Microsoft IT develops and maintains partner solutions. For example, when Microsoft business managers want to create a new partner incentive program or add features to an existing one, we develop the new service or feature and put it into production.

We were using a traditional waterfall development process, and our business customers often waited three months for a new solution to be released or a bug to be fixed. Also, we couldn’t change focus and respond quickly to high-priority requests. With the quickening pace of change in the services, software, PC, and devices business, this release tempo wasn’t keeping up with business needs. The longer it took to fulfill a solution or feature request, the greater the lost market opportunity, and Microsoft was missing out on many potential sales.

To respond faster to customer and business needs, we moved to a modern engineering model. This model has two components. First, people and culture maturity increases efficiency by merging development and operations roles—DevOps. This way, any engineer can perform any task on the team. Second, service maturity uses agile development principles, methods, and tools to further shorten cycles.

Agile software development breaks large, complex projects into increments that can be delivered in weeks rather than months. It uses tools and infrastructure that speed development and empower cross-functional teams to quickly iterate solutions and solve problems based on monitoring and other real world data. It includes customer stakeholders on the team to ensure that they’re satisfied with the end result.

Today, it doesn’t take us three months to release a new feature or partner incentive program. With the flexibility and speed of the modern engineering approach, high-priority projects are released in as little as two weeks from inception. Ultimately we plan to deliver incremental updates on a continuous basis—to release every day.

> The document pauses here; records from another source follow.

impl<A, P> ShopWidget<A, P>
where
    A: ShopApi,
    P: Page + 'static,
{
    /// Create a widget and subscribe the cart panel to the store.
    pub fn new(api: A, page: Rc<P>, config: WidgetConfig) -> Self {
        let checkout_pending = Rc::new(Cell::new(false));
        let mut cart = CartStore::new();

        let panel = CartPanel {
            page: Rc::clone(&page),
            currency: config.currency,
            checkout_pending: Rc::clone(&checkout_pending),
        };
        let toast_message = config.toast_message.clone();
        let toast_duration = config.toast_duration();
        cart.subscribe(move |event, view| {
            panel.draw(view);
            if let CartEvent::Added { .. } = event {
                panel.page.show_toast(&toast_message, toast_duration);
            }
        });

        Self {
            api,
            page,
            config,
            cart: RefCell::new(cart),
            catalog: RefCell::new(Catalog::new()),
            filter: RefCell::new(FilterState::new()),
            checkout_pending,
        }
    }

    /// Widget configuration.
    pub fn config(&self) -> &WidgetConfig {
        &self.config
    }

    /// The page being drawn into.
    pub fn page(&self) -> &Rc<P> {
        &self.page
    }

    /// Borrow the cart store.
    pub fn cart(&self) -> Ref<'_, CartStore> {
        self.cart.borrow()
    }

    /// Borrow the catalog.
    pub fn catalog(&self) -> Ref<'_, Catalog> {
        self.catalog.borrow()
    }

    /// Current search text and chip.
    pub fn filter(&self) -> FilterState {
        self.filter.borrow().clone()
    }

    /// Check if a checkout request is pending.
    pub fn is_checkout_pending(&self) -> bool {
        self.checkout_pending.get()
    }

    /// Fetch the catalog and draw the grid and cart.
    ///
    /// Placeholders are shown while the request is pending. On failure the
    /// grid shows an error banner with a retry control and the cart is
    /// left as it was.
    pub async fn load_products(&self) -> Result<usize, WidgetError> {
        self.mount_skeletons(self.config.skeleton_count);

        match self.api.fetch_products().await {
            Ok(products) => {
                let count = products.len();
                self.catalog.borrow_mut().replace(products);
                tracing::info!(products = count, "catalog loaded");
                self.render_products();
                self.render_cart();
                Ok(count)
            }
            Err(e) => {
                tracing::warn!(error = %e, "catalog load failed");
                self.page
                    .set_html(Slot::Grid, &render_load_error(&e.user_message()));
                self.render_cart();
                Err(e.into())
            }
        }
    }

    /// Replace the grid with `count` placeholder cards.
    pub fn mount_skeletons(&self, count: usize) {
        self.page.set_html(Slot::Grid, &render_skeletons(count));
    }

    /// Draw the grid from the catalog and reapply the current filter.
    pub fn render_products(&self) {
        let html = render_products(&self.catalog.borrow(), self.config.currency);
        self.page.set_html(Slot::Grid, &html);
        self.apply_filters();
    }

    /// Draw the cart panel from the store.
    pub fn render_cart(&self) {
        let panel = CartPanel {
            page: Rc::clone(&self.page),
            currency: self.config.currency,
            checkout_pending: Rc::clone(&self.checkout_pending),
        };
        panel.draw(self.cart.borrow().view());
    }

    /// Add one unit of a catalog product in `size`. Returns the line's
    /// new quantity.
    pub fn add_to_cart(&self, id: ProductId, size: &str) -> Result<u32, WidgetError> {
        let catalog = self.catalog.borrow();
        let product = catalog
            .get(id)
            .ok_or(CommerceError::ProductNotFound(id.get()))?;
        let qty = self.cart.borrow_mut().add(product, size)?;
        Ok(qty)
    }

    /// Remove the line bound to a removal control's key.
    pub fn remove_from_cart(&self, key: &str) -> Option<CartLine> {
        self.cart.borrow_mut().remove_by_key_str(key)
    }

    /// Update the search text and reapply filters.
    pub fn set_search(&self, text: &str) {
        self.filter.borrow_mut().search = text.to_string();
        self.apply_filters();
    }

    /// Make `chip` the only active chip and reapply filters.
    pub fn select_chip(&self, chip: BrandChip) {
        self.page.set_active_chip(&chip);
        self.filter.borrow_mut().chip = chip;
        self.apply_filters();
    }

    /// Show or hide each card according to the filter state.
    pub fn apply_filters(&self) {
        let visibility = self.filter.borrow().visibility(&self.catalog.borrow());
        let shown = visibility.iter().filter(|(_, visible)| *visible).count();
        for (id, visible) in visibility {
            self.page.set_card_visible(id, visible);
        }
        tracing::debug!(shown, "filters applied");
    }

    /// Submit the cart as an order.
    ///
    /// An empty cart is reported without sending anything. While the
    /// request is pending the checkout button is disabled and further
    /// calls return [`CheckoutOutcome::InFlight`]. On success the cart is
    /// cleared and the browser is sent to the orders page; on any failure
    /// the cart is kept and the button restored.
    pub async fn checkout(&self) -> CheckoutOutcome {
        if self.checkout_pending.get() {
            return CheckoutOutcome::InFlight;
        }

        let address = self.page.value(Field::Address);
        let payment = self.page.value(Field::Payment);
        let request = {
            let cart = self.cart.borrow();
            CheckoutRequest::from_cart(
                cart.view(),
                &address,
                self.config.payment_or_default(&payment),
            )
        };
        let request = match request {
            Ok(request) => request,
            Err(e) => {
                let outcome = match e {
                    CommerceError::EmptyCart => CheckoutOutcome::EmptyCart,
                    other => CheckoutOutcome::Failed {
                        message: other.to_string(),
                    },
                };
                self.alert_outcome(&outcome);
                return outcome;
            }
        };

        self.set_pending(true);
        tracing::info!(
            lines = request.items.len(),
            total = request.total.amount(),
            "submitting checkout"
        );
        let result = self.api.submit_checkout(&request).await;
        self.checkout_pending.set(false);

        let outcome = match result {
            Ok(response) => CheckoutOutcome::from_response(response),
            Err(e) => {
                tracing::warn!(error = %e, "checkout request failed");
                CheckoutOutcome::Failed {
                    message: e.user_message(),
                }
            }
        };

        self.alert_outcome(&outcome);
        if let CheckoutOutcome::Placed { order_id } = &outcome {
            tracing::info!(order_id = %order_id, "order placed");
            self.cart.borrow_mut().clear();
            self.page.navigate(&self.config.orders_page);
        } else {
            tracing::info!(?outcome, "checkout not placed, cart kept");
            self.set_pending(false);
        }
        outcome
    }

    /// Fetch and draw the order history.
    pub async fn load_orders(&self) -> Result<usize, WidgetError> {
        match self.api.fetch_orders().await {
            Ok(orders) => {
                self.page.set_html(
                    Slot::Orders,
                    &render_order_history(&orders, self.config.currency),
                );
                Ok(orders.len())
            }
            Err(e) => {
                tracing::warn!(error = %e, "order history load failed");
                self.page
                    .set_html(Slot::Orders, &render_orders_error(&e.user_message()));
                Err(e.into())
            }
        }
    }

    fn set_pending(&self, pending: bool) {
        self.checkout_pending.set(pending);
        let label = if pending {
            CHECKOUT_PENDING_LABEL
        } else {
            CHECKOUT_LABEL
        };
        self.page.set_text(Slot::CheckoutButton, label);
        self.page.set_disabled(
            Slot::CheckoutButton,
            pending || self.cart.borrow().is_empty(),
        );
    }

    fn alert_outcome(&self, outcome: &CheckoutOutcome) {
        if let Some(message) = outcome.alert_message() {
            self.page.alert(&message);
        }
    }
}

Modern engineering maturity model: People/Culture to Service maturity

Figure 1. The modern engineering maturity model

People and culture maturity

As a first step in the move to modern engineering, we realigned the organization to map to business processes. This removed organizational barriers so that the right resources could be assigned to each project. Then we started the process of merging software engineering (development and test) and service engineering (operations) roles into an agile DevOps team. The goal is to make each team member aware of the issues that other roles face so they can cooperatively resolve problems. This increases both the efficiency and effectiveness of the team. Ultimately, any sprint team member will be able to perform in any engineering role.

We identified four levels of people and culture maturity in the progression from traditional to modern engineering. Moving through the levels, operations and development/test functions gradually merge.

  • Level 1—Trust: Software engineers (development and test) and service engineers (operations) learn more about one another’s roles. As they begin to understand each other better, they develop greater patience and trust.

  • Level 2—Shared goals: Roles are still differentiated. Service engineers and software engineers continue to learn about each other’s roles and begin sharing a common backlog. They begin to step in and help each other where possible.

  • Level 3—Role sharing: Roles begin to merge. Service engineers and software engineers start using common systems and tools and cultivate new skills so they can begin stepping into one another’s roles.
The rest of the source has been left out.